The technology has arrived in horizontal drilling.  From the vertical well, horizontal laterals up to two miles long are bored in the Niobrara. Next are the repeated hydraulic fractures of the subterranean rock. “Fracks are like college students, they want to take the path of least resistance,” says Fleckenstein, in describing how experience has taught drillers to produce even greater quantities of oil and gas.

“The technology is still really evolving,” he says. “As the cost of drilling wells drops, the economics will continue to improve.”

This cheap natural gas generates electricity at the Cherokee power plant and heats homes. It might also help explain the robust economy along the Front Range. “Right now the Colorado economy is probably one of the best in the country,” Fleckenstein says. “There are a number of reasons for that. But when natural gas is so cheap, it’s like a gigantic tax cut, because it’s just something you don’t have to pay for.”

Using 2013 data, the U.S. Energy Information Administration in 2015 ranked Wattenberg fourth in the nation for estimated oil reserves and ninth in natural gas reserves.

In the short term, Colorado will continue to argue about where, when and how Wattenberg’s hydrocarbons can be extracted. In October, at Ritter’s energy conference in Fort Collins, a fractivist wearing a Mardis Gras mask made of green and yellow feathers stood up every time Gov. John Hickenlooper spoke. The individual’s sign protested drilling planned on the outskirts of Greeley, near a school. But it’s not just people in costume who want distance from drilling. It’s also turf-protecting city councils and those with growing anxiety about carbon emissions.

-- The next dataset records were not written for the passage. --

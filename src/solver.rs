//! Driver-group assignment orchestration.
//!
//! End-to-end pipeline: candidate generation, exact solve, heuristic
//! fallback when the engine does not prove optimality, residual re-solve
//! for under-covered groups, and a final greedy top-up. The solver is a
//! pure computation over its input snapshot; concurrent calls with
//! independent inputs are safe.

use std::collections::{HashMap, HashSet};
use std::time::Duration;

use tracing::{info, warn};

use crate::bnb::{self, SolveStatus};
use crate::candidates::CandidateSet;
use crate::cost::CostParams;
use crate::coverage;
use crate::error::SolveError;
use crate::heuristic::{Annealing, FallbackStrategy, Greedy};
use crate::milp::{build_program, extract_assignments, ProgramParams};
use crate::model::{
    AssignmentMap, ComboIdAllocator, DemandGroup, DispatchResult, Driver, GroupId,
};
use crate::timeline::DriverSchedules;

static GREEDY: Greedy = Greedy;

/// Which construction strategy backs the fallback cascade.
#[derive(Debug, Clone)]
pub enum FallbackKind {
    Greedy,
    Annealing(Annealing),
}

#[derive(Debug, Clone)]
pub struct SolveOptions {
    /// Hard wall-clock budget for each exact solve.
    pub milp_time_limit: Duration,
    /// Big-M constant for the minimality cap. Must stay large relative
    /// to the biggest plausible seat totals.
    pub big_m: f64,
    pub max_missions_per_driver: u32,
    pub cost_params: CostParams,
    pub fallback: FallbackKind,
}

impl Default for SolveOptions {
    fn default() -> Self {
        Self {
            milp_time_limit: Duration::from_secs(300),
            big_m: 1e4,
            max_missions_per_driver: 4,
            cost_params: CostParams::default(),
            fallback: FallbackKind::Greedy,
        }
    }
}

/// Compute a minimum-cost feasible assignment of drivers to demand
/// groups.
///
/// Never fails on expected shortfalls: groups that cannot be covered are
/// listed in the result. Only structurally invalid input is an error.
pub fn solve(
    groups: &[DemandGroup],
    drivers: &[Driver],
    options: &SolveOptions,
) -> Result<DispatchResult, SolveError> {
    validate(groups, drivers)?;

    if groups.is_empty() || drivers.is_empty() {
        info!(
            groups = groups.len(),
            drivers = drivers.len(),
            "nothing to dispatch"
        );
        return Ok(DispatchResult::default());
    }

    info!(
        groups = groups.len(),
        drivers = drivers.len(),
        "dispatch solve started"
    );
    let candidates = CandidateSet::build(groups, drivers, &options.cost_params);
    let program_params = ProgramParams {
        big_m: options.big_m,
        max_missions: options.max_missions_per_driver,
    };
    let fallback: &dyn FallbackStrategy = match &options.fallback {
        FallbackKind::Greedy => &GREEDY,
        FallbackKind::Annealing(annealing) => annealing,
    };
    let mut combo_ids = ComboIdAllocator::new();

    // Groups with no candidate at all (unresolved coordinates) cannot be
    // served by any decision; they skip the exact model and surface in
    // the uncovered set.
    let with_candidates = candidates.groups_with_candidates();
    let primary: Vec<DemandGroup> = groups
        .iter()
        .filter(|g| with_candidates.contains(&g.id))
        .cloned()
        .collect();

    let built = build_program(
        &primary,
        drivers,
        &candidates,
        &DriverSchedules::default(),
        &HashMap::new(),
        &program_params,
    );
    let solution = bnb::solve(&built.program, options.milp_time_limit);
    info!(
        status = ?solution.status,
        objective = solution.objective,
        "exact solve finished"
    );

    let mut map = if solution.status == SolveStatus::Optimal {
        extract_assignments(&solution, &built.decisions, &mut combo_ids)
    } else {
        warn!(status = ?solution.status, "exact solve not optimal, running fallback");
        fallback.construct(
            groups,
            drivers,
            &candidates,
            &DriverSchedules::default(),
            &HashMap::new(),
            options.max_missions_per_driver,
        )
    };

    // Residual pass over the under-covered subset, honoring the
    // commitments already made.
    let uncovered = coverage::uncovered_groups(groups, &map, drivers);
    if !uncovered.is_empty() {
        warn!(
            count = uncovered.len(),
            "groups under-covered after primary pass, re-solving residual"
        );
        let residual: Vec<DemandGroup> = uncovered.into_iter().cloned().collect();
        let overrides = remaining_demand(&residual, &map, drivers);
        let prior = DriverSchedules::from_assignments(&map, groups, &candidates);

        let residual_ip: Vec<DemandGroup> = residual
            .iter()
            .filter(|g| with_candidates.contains(&g.id))
            .cloned()
            .collect();
        let built = build_program(
            &residual_ip,
            drivers,
            &candidates,
            &prior,
            &overrides,
            &program_params,
        );
        let solution = bnb::solve(&built.program, options.milp_time_limit);

        let additions = if solution.status == SolveStatus::Optimal {
            extract_assignments(&solution, &built.decisions, &mut combo_ids)
        } else {
            warn!(status = ?solution.status, "residual exact solve not optimal, running fallback");
            fallback.construct(
                &residual,
                drivers,
                &candidates,
                &prior,
                &overrides,
                options.max_missions_per_driver,
            )
        };
        for (group_id, mut assignments) in additions {
            map.entry(group_id).or_default().append(&mut assignments);
        }
    }

    coverage::greedy_top_up(
        groups,
        drivers,
        &candidates,
        &mut map,
        options.max_missions_per_driver,
    );

    let uncovered: Vec<GroupId> = coverage::uncovered_groups(groups, &map, drivers)
        .iter()
        .map(|g| g.id)
        .collect();
    for &group_id in &uncovered {
        warn!(group = group_id, "group remains under-covered");
    }
    info!(
        assigned_groups = map.len(),
        uncovered = uncovered.len(),
        "dispatch solve finished"
    );

    Ok(DispatchResult {
        assignments: map,
        uncovered,
    })
}

/// Remaining coverage deficit per residual group.
fn remaining_demand(
    residual: &[DemandGroup],
    map: &AssignmentMap,
    drivers: &[Driver],
) -> HashMap<GroupId, f64> {
    let drivers_by_id: HashMap<_, _> = drivers.iter().map(|d| (d.id, d)).collect();
    residual
        .iter()
        .map(|group| {
            let covered = map
                .get(&group.id)
                .map_or(0.0, |a| coverage::covered_capacity(a, &drivers_by_id));
            (
                group.id,
                (group.required_capacity as f64 - covered).max(0.0),
            )
        })
        .collect()
}

fn validate(groups: &[DemandGroup], drivers: &[Driver]) -> Result<(), SolveError> {
    let mut seen_groups = HashSet::new();
    for group in groups {
        if group.required_capacity == 0 {
            return Err(SolveError::InvalidGroupCapacity(group.id));
        }
        if !seen_groups.insert(group.id) {
            return Err(SolveError::DuplicateGroup(group.id));
        }
    }
    let mut seen_drivers = HashSet::new();
    for driver in drivers {
        if driver.seat_capacity == 0 {
            return Err(SolveError::InvalidDriverCapacity(driver.id));
        }
        if !seen_drivers.insert(driver.id) {
            return Err(SolveError::DuplicateDriver(driver.id));
        }
    }
    Ok(())
}

#[cfg(test)]
mod tests {
    use super::*;
    use crate::geo::Point;

    fn group(id: u64, capacity: u32) -> DemandGroup {
        DemandGroup {
            id,
            required_capacity: capacity,
            pickup: Some(Point::new(48.86, 2.36)),
            dropoff: Some(Point::new(48.95, 2.45)),
            pickup_offset_min: 0,
            base_trip_duration_min: 20.0,
        }
    }

    fn driver(id: u64, seats: u32) -> Driver {
        Driver {
            id,
            seat_capacity: seats,
            home: Some(Point::new(48.85, 2.35)),
        }
    }

    #[test]
    fn test_zero_group_capacity_is_an_error() {
        let result = solve(&[group(1, 0)], &[driver(10, 4)], &SolveOptions::default());
        assert_eq!(result, Err(SolveError::InvalidGroupCapacity(1)));
    }

    #[test]
    fn test_zero_seat_capacity_is_an_error() {
        let result = solve(&[group(1, 3)], &[driver(10, 0)], &SolveOptions::default());
        assert_eq!(result, Err(SolveError::InvalidDriverCapacity(10)));
    }

    #[test]
    fn test_duplicate_ids_are_errors() {
        let result = solve(
            &[group(1, 3), group(1, 2)],
            &[driver(10, 4)],
            &SolveOptions::default(),
        );
        assert_eq!(result, Err(SolveError::DuplicateGroup(1)));

        let result = solve(
            &[group(1, 3)],
            &[driver(10, 4), driver(10, 4)],
            &SolveOptions::default(),
        );
        assert_eq!(result, Err(SolveError::DuplicateDriver(10)));
    }

    #[test]
    fn test_empty_input_is_a_noop() {
        let result = solve(&[], &[], &SolveOptions::default()).unwrap();
        assert!(result.assignments.is_empty());
        assert!(result.uncovered.is_empty());

        let result = solve(&[group(1, 3)], &[], &SolveOptions::default()).unwrap();
        assert!(result.assignments.is_empty());
    }
}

Long term, carbon emissions will be a problem for even low-priced natural gas. Ritter foresees a low-carbon future, particularly if the United States puts a price on emissions. “Then natural gas becomes more expensive to burn,” he says. For natural gas to survive, it will need cost-effective technology to prevent carbon dioxide from adding to the greenhouse effect. Billions have been spent on carbon capture and storage, but the technology remains marginal at best.

Other technologies such as cost-effective battery storage could arrive, however, making renewables capable of delivering 24/7 power supplies, undercutting natural gas. “I don’t think anybody can say with exact certainty what the future looks like,” Ritter says.

What can be said is that Colorado’s air quality has improved as a result of the fuel switching at Cherokee. Xcel, in a recent posting on its website, reported emissions of sulfur dioxide, nitrogen oxides and mercury have all gone down 90 percent. What the website doesn’t say, but Ritter did, is that the cost to consumers is about a nickel a month.